Chain Halt - Recovery
Chain Halt Recovery
This document describes how to recover from a chain halt.
It assumes that the cause of the chain halt has been identified, and that the new release has been created and verified to function correctly.
Background
Resolving halts during a network upgrade
Manual binary replacement (preferred)
Rollback, fork and upgrade
Troubleshooting
Data rollback - retrieving snapshot at a specific height (step 5)
Validator Isolation - risks (step 6)
Background
Pocket network is built on top of cosmos-sdk, which utilizes the CometBFT consensus engine. Comet's Byzantine Fault Tolerant (BFT) consensus algorithm requires that at least 2/3 of Validators are online and voting for the same block to reach a consensus. In order to maintain liveness and avoid a chain-halt, we need the majority (> 2/3) of Validators to participate and use the same version of the software.

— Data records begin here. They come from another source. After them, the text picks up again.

pub const PROTON: f64 = 1.007276466812;
pub const ELECTRON_MASS: f64 = 0.00054857990946;

/// The signed mass error of `observed` relative to `expected` in parts-per-million
#[inline]
pub fn ppm_error(observed: f64, expected: f64) -> f64 {
    (observed - expected) / expected * 1e6
}

#[cfg(test)]
mod test {
    use super::*;

    #[test]
    fn test_ppm_error() {
        assert!((ppm_error(1000.01, 1000.0) - 10.0).abs() < 1e-6);
        assert!((ppm_error(999.99, 1000.0) + 10.0).abs() < 1e-6);
    }
}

Resolving halts during a network upgrade
If the halt is caused by the network upgrade, it is possible the solution can be as simple as skipping an upgrade (i.e. unsafe-skip-upgrade) and creating a new (fixed) upgrade.
Read more about upgrade contingency plans: https://dev.poktroll.com/develop/upgrades/chain_halt_upgrade_contigency_plans
Manual binary replacement (preferred)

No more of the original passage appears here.